Translation:We have become doctors.

March 16, 2014



"We have become doctors." is accepted. However, "We have turned into doctors." as given here seems rather questionable. Any views on this?


Yes, it sounds very strange in English. Like most of the odd English alternatives asked about here, it would require of a lot of context to make sense, in this case likely something like a sci-fi of fantasy plot.


Yes, indeed. Only sci-fi could account for that.


❤❤❤❤❤❤, Jim, I'm a doctor, not a [whatever I was before the magical transformation]!


It would not be said that way in American English. We would say we have become doctors.


And since it is german past tense, it will be "We became doctors" which was correct when I entered it.


In English English too. Weird translation.


As an English speaker, "...turned into doctors" makes it seem as if it happened by magic.


I think, 'become' in this context would mean, we studied and graduated; while 'turned into', could mean e.g. a women delivered (gave birth to her baby) in unexpected circumstances, so we had to help her and thus became sort of doctors. (I am very good at English, but in German still very weak, so don't count this explanation for the German sentence though)


Unusual, but understandable. "become" is preferable. If I heard someone use the phrase " . . . turned into doctors" I would think that English is not their native language, but I would certainly understand what they mean.


Wir sind Ärzte geworden = we have become doctors (and still are doctors) Wir sind Ärzte gewesen = we have been doctors (Perfekt) (and still are? or no longer are?) Wir werden Ärzte sein = we will be doctors (close to, but not exactly "we will become doctors") Wir werden Ärzte gewesen sein = we will have been doctors, so... Wir werden Ärzte geworden sein = we will have become doctors? (I'm assuming an audition for a punk band is not involved in any of these cases)


I think in your second sentence, Wir sind Ärzte gewesen, it doesn't say anything about whether you still are doctors or not - only that you were at some point in the past. Just like "We were doctors" in English.

In English, using the 'present perfect' construction "We have been doctors" does imply that you still are doctors. Using 'present perfect' in German does not carry this meaning, as far as I know.

(And I guess the audition is only necessary if Wir wollen Die Ärzte sein!)


"Oh god, Frank. IT BIT ME, TOO!"

"Billy, I think we've turned into... doctors."



Poor English translation. Please remove it


Sometimes it accepts "became" or "have become" and sometimes it insists on "turning into". Very frustrating.


Nobody would say that they'd turned into a Doctor. "They became Doctors" or "They had become Doctors" is correct. "Turned into" has different implications In more than one way. In Cinderella, the pumpkin turned into a stagecoach. Alternatively, a car can turn into a side road.

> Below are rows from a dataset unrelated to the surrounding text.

#![forbid(unsafe_code)]

//! In-memory document host for tests.
//!
//! [`MemoryDocument`] is a small element tree implementing [`ModalHost`]. It
//! records every mutation the engine performs (surface states, the open
//! marker, focus, scheduled tasks, notifications) so tests can assert both
//! effects and the absence of effects.
//!
//! Selectors understood by [`ModalHost::matches`]: `.class`, `#id`,
//! `[attribute]`, a bare tag name, and comma-separated lists of those.

use std::collections::BTreeSet;
use std::time::Duration;

use crate::config::Selector;
use crate::event::ModalNotification;
use crate::geometry::Rect;
use crate::host::{ElementKind, FocusTraits, ModalHost};
use crate::manager::ModalManager;
use crate::schedule::DeferredFocus;
use crate::stack::ModalId;
use crate::visibility::SurfaceState;

/// Viewport used for the body and for surfaces created by `modal_surface`.
pub const VIEWPORT: Rect = Rect::new(0.0, 0.0, 1280.0, 800.0);

/// Handle to a node in a [`MemoryDocument`].
#[derive(Debug, Clone, Copy, PartialEq, Eq, Hash, PartialOrd, Ord)]
pub struct NodeRef(usize);

/// Element description used to build a [`MemoryDocument`].
#[derive(Debug, Clone, PartialEq)]
pub struct ElementSpec {
    tag: String,
    id: Option<String>,
    classes: Vec<String>,
    attributes: Vec<(String, String)>,
    rect: Rect,
    disabled: bool,
    hidden: bool,
    tab_index: Option<i32>,
}

impl ElementSpec {
    /// Element with a small default box at the origin.
    pub fn new(tag: &str) -> Self {
        Self {
            tag: tag.to_ascii_lowercase(),
            id: None,
            classes: Vec::new(),
            attributes: Vec::new(),
            rect: Rect::new(0.0, 0.0, 100.0, 24.0),
            disabled: false,
            hidden: false,
            tab_index: None,
        }
    }

    pub fn id(mut self, id: impl Into<String>) -> Self {
        self.id = Some(id.into());
        self
    }

    pub fn class(mut self, class: &str) -> Self {
        self.classes.push(class.to_owned());
        self
    }

    pub fn attr(mut self, name: &str, value: &str) -> Self {
        self.attributes.push((name.to_owned(), value.to_owned()));
        self
    }

    pub fn rect(mut self, rect: Rect) -> Self {
        self.rect = rect;
        self
    }

    pub fn disabled(mut self) -> Self {
        self.disabled = true;
        self
    }

    /// Not rendered (e.g. `display: none`); hides descendants too.
    pub fn hidden(mut self) -> Self {
        self.hidden = true;
        self
    }

    pub fn tab_index(mut self, index: i32) -> Self {
        self.tab_index = Some(index);
        self
    }
}

#[derive(Debug, Clone, PartialEq)]
struct MemoryNode {
    spec: ElementSpec,
    parent: Option<NodeRef>,
    children: Vec<NodeRef>,
    surface: Option<SurfaceState>,
}

/// Focus task captured by [`ModalHost::schedule_focus`].
#[derive(Debug, Clone, PartialEq, Eq)]
pub struct ScheduledFocus {
    pub delay: Duration,
    pub task: DeferredFocus,
}

/// In-memory element tree rooted at `<body>`.
#[derive(Debug, Clone, PartialEq)]
pub struct MemoryDocument {
    nodes: Vec<MemoryNode>,
    markers: BTreeSet<String>,
    focused: Option<NodeRef>,
    scheduled: Vec<ScheduledFocus>,
    notifications: Vec<(NodeRef, ModalNotification)>,
}

impl Default for MemoryDocument {
    fn default() -> Self {
        Self::new()
    }
}

impl MemoryDocument {
    /// Document containing only `<body>`.
    pub fn new() -> Self {
        let body = MemoryNode {
            spec: ElementSpec::new("body").rect(VIEWPORT),
            parent: None,
            children: Vec::new(),
            surface: None,
        };
        Self {
            nodes: vec![body],
            markers: BTreeSet::new(),
            focused: None,
            scheduled: Vec::new(),
            notifications: Vec::new(),
        }
    }

    pub fn body(&self) -> NodeRef {
        NodeRef(0)
    }

    /// Append a new element as the last child of `parent`.
    pub fn append(&mut self, parent: NodeRef, spec: ElementSpec) -> NodeRef {
        let node = NodeRef(self.nodes.len());
        self.nodes.push(MemoryNode {
            spec,
            parent: Some(parent),
            children: Vec::new(),
            surface: None,
        });
        self.nodes[parent.0].children.push(node);
        node
    }

    /// Append a hidden `div.modal-wrapper#{id}` covering the viewport to `<body>`.
    pub fn modal_surface(&mut self, id: &str) -> NodeRef {
        let node = self.append(
            NodeRef(0),
            ElementSpec::new("div")
                .id(id)
                .class("modal-wrapper")
                .attr("aria-hidden", "true")
                .rect(VIEWPORT),
        );
        self.nodes[node.0].surface = Some(SurfaceState::Hidden);
        node
    }

    /// Remove `node` (and its subtree) from the document.
    pub fn detach(&mut self, node: NodeRef) {
        if let Some(parent) = self.nodes[node.0].parent.take() {
            self.nodes[parent.0].children.retain(|c| *c != node);
        }
    }

    /// First attached element with this id.
    pub fn find(&self, id: &str) -> Option<NodeRef> {
        (0..self.nodes.len())
            .map(NodeRef)
            .find(|n| self.nodes[n.0].spec.id.as_deref() == Some(id) && self.is_attached(*n))
    }

    /// Simulate the user moving focus.
    pub fn set_focused(&mut self, node: Option<NodeRef>) {
        self.focused = node;
    }

    pub fn focused_node(&self) -> Option<NodeRef> {
        self.focused
    }

    /// Last state the engine applied to a surface.
    pub fn surface_state(&self, node: NodeRef) -> Option<SurfaceState> {
        self.nodes[node.0].surface
    }

    pub fn has_marker(&self, marker: &str) -> bool {
        self.markers.contains(marker)
    }

    pub fn scheduled(&self) -> &[ScheduledFocus] {
        &self.scheduled
    }

    pub fn take_scheduled(&mut self) -> Vec<ScheduledFocus> {
        std::mem::take(&mut self.scheduled)
    }

    pub fn notifications(&self) -> &[(NodeRef, ModalNotification)] {
        &self.notifications
    }

    fn is_attached(&self, node: NodeRef) -> bool {
        let mut current = node;
        loop {
            if current.0 == 0 {
                return true;
            }
            match self.nodes[current.0].parent {
                Some(parent) => current = parent,
                None => return false,
            }
        }
    }

    fn is_rendered(&self, node: NodeRef) -> bool {
        let mut current = Some(node);
        while let Some(n) = current {
            if self.nodes[n.0].spec.hidden {
                return false;
            }
            current = self.nodes[n.0].parent;
        }
        !self.nodes[node.0].spec.rect.is_empty()
    }

    fn matches_simple(spec: &ElementSpec, selector: &str) -> bool {
        if let Some(class) = selector.strip_prefix('.') {
            spec.classes.iter().any(|c| c == class)
        } else if let Some(id) = selector.strip_prefix('#') {
            spec.id.as_deref() == Some(id)
        } else if let Some(attr) = selector
            .strip_prefix('[')
            .and_then(|s| s.strip_suffix(']'))
        {
            spec.attributes.iter().any(|(name, _)| name == attr)
        } else {
            spec.tag.eq_ignore_ascii_case(selector)
        }
    }
}

impl ModalHost for MemoryDocument {
    type Node = NodeRef;

    fn resolve(&self, id: &ModalId) -> Option<NodeRef> {
        self.find(id.as_str())
    }

    fn element_id(&self, node: &NodeRef) -> Option<ModalId> {
        self.nodes[node.0]
            .spec
            .id
            .as_deref()
            .filter(|id| !id.is_empty())
            .map(ModalId::from)
    }

    fn matches(&self, node: &NodeRef, selector: &Selector) -> bool {
        let spec = &self.nodes[node.0].spec;
        selector
            .as_str()
            .split(',')
            .map(str::trim)
            .filter(|s| !s.is_empty())
            .any(|s| Self::matches_simple(spec, s))
    }

    fn attribute(&self, node: &NodeRef, name: &str) -> Option<String> {
        self.nodes[node.0]
            .spec
            .attributes
            .iter()
            .find(|(n, _)| n == name)
            .map(|(_, v)| v.clone())
    }

    fn parent(&self, node: &NodeRef) -> Option<NodeRef> {
        self.nodes[node.0].parent
    }

    fn children(&self, node: &NodeRef) -> Vec<NodeRef> {
        self.nodes[node.0].children.clone()
    }

    fn descendants(&self, node: &NodeRef) -> Vec<NodeRef> {
        let mut out = Vec::new();
        let mut pending: Vec<NodeRef> = self.nodes[node.0].children.iter().rev().copied().collect();
        while let Some(next) = pending.pop() {
            out.push(next);
            pending.extend(self.nodes[next.0].children.iter().rev().copied());
        }
        out
    }

    fn bounding_box(&self, node: &NodeRef) -> Rect {
        self.nodes[node.0].spec.rect
    }

    fn focus_traits(&self, node: &NodeRef) -> FocusTraits {
        let spec = &self.nodes[node.0].spec;
        FocusTraits {
            kind: ElementKind::from_tag(&spec.tag),
            has_href: spec.attributes.iter().any(|(n, _)| n == "href"),
            tab_index: spec.tab_index,
            disabled: spec.disabled,
            rendered: self.is_rendered(*node),
        }
    }

    fn set_surface_state(&mut self, node: &NodeRef, state: SurfaceState) {
        self.nodes[node.0].surface = Some(state);
    }

    fn set_open_marker(&mut self, marker: &str, present: bool) {
        if present {
            self.markers.insert(marker.to_owned());
        } else {
            self.markers.remove(marker);
        }
    }

    fn focus(&mut self, node: &NodeRef) {
        self.focused = Some(*node);
    }

    fn focused(&self) -> Option<NodeRef> {
        self.focused
    }

    fn schedule_focus(&mut self, delay: Duration, task: DeferredFocus) {
        self.scheduled.push(ScheduledFocus { delay, task });
    }

    fn notify(&mut self, node: &NodeRef, notification: &ModalNotification) {
        self.notifications.push((*node, notification.clone()));
    }
}

/// Fire every scheduled focus task as if its timer elapsed.
///
/// Returns how many tasks actually moved focus.
pub fn run_scheduled(manager: &mut ModalManager<MemoryDocument>) -> usize {
    let tasks = manager.host_mut().take_scheduled();
    tasks
        .iter()
        .filter(|scheduled| manager.run_deferred(&scheduled.task))
        .count()
}

#[cfg(test)]
mod tests {
    use super::*;

    #[test]
    fn descendants_in_tree_order() {
        let mut doc = MemoryDocument::new();
        let a = doc.append(doc.body(), ElementSpec::new("div"));
        let a1 = doc.append(a, ElementSpec::new("p"));
        let a1x = doc.append(a1, ElementSpec::new("span"));
        let a2 = doc.append(a, ElementSpec::new("p"));
        let b = doc.append(doc.body(), ElementSpec::new("div"));
        assert_eq!(doc.descendants(&doc.body()), vec![a, a1, a1x, a2, b]);
        assert_eq!(doc.descendants(&a1x), Vec::<NodeRef>::new());
    }

    #[test]
    fn selector_forms() {
        let mut doc = MemoryDocument::new();
        let n = doc.append(
            doc.body(),
            ElementSpec::new("button")
                .id("go")
                .class("modal-close")
                .attr("data-modal", "x"),
        );
        for sel in [".modal-close", "#go", "[data-modal]", "BUTTON", ".nope, #go"] {
            assert!(doc.matches(&n, &Selector::from(sel)), "{sel}");
        }
        for sel in [".modal", "#stop", "[href]", "a", ""] {
            assert!(!doc.matches(&n, &Selector::from(sel)), "{sel}");
        }
    }

    #[test]
    fn detached_nodes_do_not_resolve() {
        let mut doc = MemoryDocument::new();
        let m = doc.modal_surface("m");
        assert_eq!(doc.resolve(&"m".into()), Some(m));
        doc.detach(m);
        assert_eq!(doc.resolve(&"m".into()), None);
    }

    #[test]
    fn hidden_ancestor_hides_descendants() {
        let mut doc = MemoryDocument::new();
        let wrapper = doc.append(doc.body(), ElementSpec::new("div").hidden());
        let button = doc.append(wrapper, ElementSpec::new("button"));
        assert!(!doc.focus_traits(&button).rendered);
    }

    #[test]
    fn closest_is_inclusive() {
        let mut doc = MemoryDocument::new();
        let close = doc.append(doc.body(), ElementSpec::new("button").class("modal-close"));
        let icon = doc.append(close, ElementSpec::new("svg"));
        let sel = Selector::from(".modal-close");
        assert_eq!(doc.nearest_ancestor_matching(&close, &sel), Some(close));
        assert_eq!(doc.nearest_ancestor_matching(&icon, &sel), Some(close));
        assert_eq!(doc.nearest_ancestor_matching(&doc.body(), &sel), None);
    }
}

Yes, I agree. I don't even want to know these particular translations, since it is nonsense in English. And I think this whole thread proves the point already.


What they mean is that they became doctors as a job. They probably went through some medical training for that.


Oh, I understand what they were meaning to say, and yes, doctors require a lot of medical training and expertise.


Why sind and not haben? Or does haben work too? Haven't checked.


Because of "geworden". Along with movement verbs (gehen, kommen, schwimmen etc), werden takes "sein" instead of "haben" for perfect forms.


The tips for this lesson say that sein verbs must be intransitive except for a few special cases, but geworden takes an object and was not listed in the special cases. Perhaps the tips should include it as well?


Maybe it should. Werden is actually very special werb in German, along with sein and haben (it is used both in literal meaning and as the technical verb).


The translation We have turned into doctors made me laugh. Translated back to German this would be: Wir haben uns in Ärzte verwandelt. It evokes connotations of magic wands, shapeshifters, or - in a sci-fi context - aliens morphing into doctors.


They are preparing us for Kafka-esque concepts.


Given the translations DL provides, how would you say "We are becoming doctors" or "We are turning into doctors"?


Present tense:
"We are becoming doctors" = Wir werden Ärzte
"We are turning into doctors" = Wir werden zu Ärzte

Past tense (Präteritum):
"We became doctors" = Wir wurden Ärzte
"We turned into doctors" = Wir wurden zu Ärzte

Past tense (Perfekt):
"We have become doctors" = Wir sind Ärzte geworden
"We have turned into doctors" = Wir sind zu Ärzte geworden

Future tense:
"We will become doctors" = Wir werden Ärzte werden
"We will turn into doctors" = Wir werden zu Ärzte werden


your turn into translations should use Ärzten


Seems that this is the way how DL is teaching us that German does not distinguish between "becoming someone" and "turning into someone". They are using the odd English translation on purpose, I guess.


Not really.
become - werden (with jobs)
turn into - wandeln/ verwandeln/ umwandeln/ einbiegen
and also "zu etwas werden" but it has also that magic, fantasy and curse tone like in English when used with Ärzte.


"have become," not "turned into" -- I am with jaye16 on this.


I agree with the others. In English if you turn into something it’s because a witch, or a green owl, cast a magic spell on you.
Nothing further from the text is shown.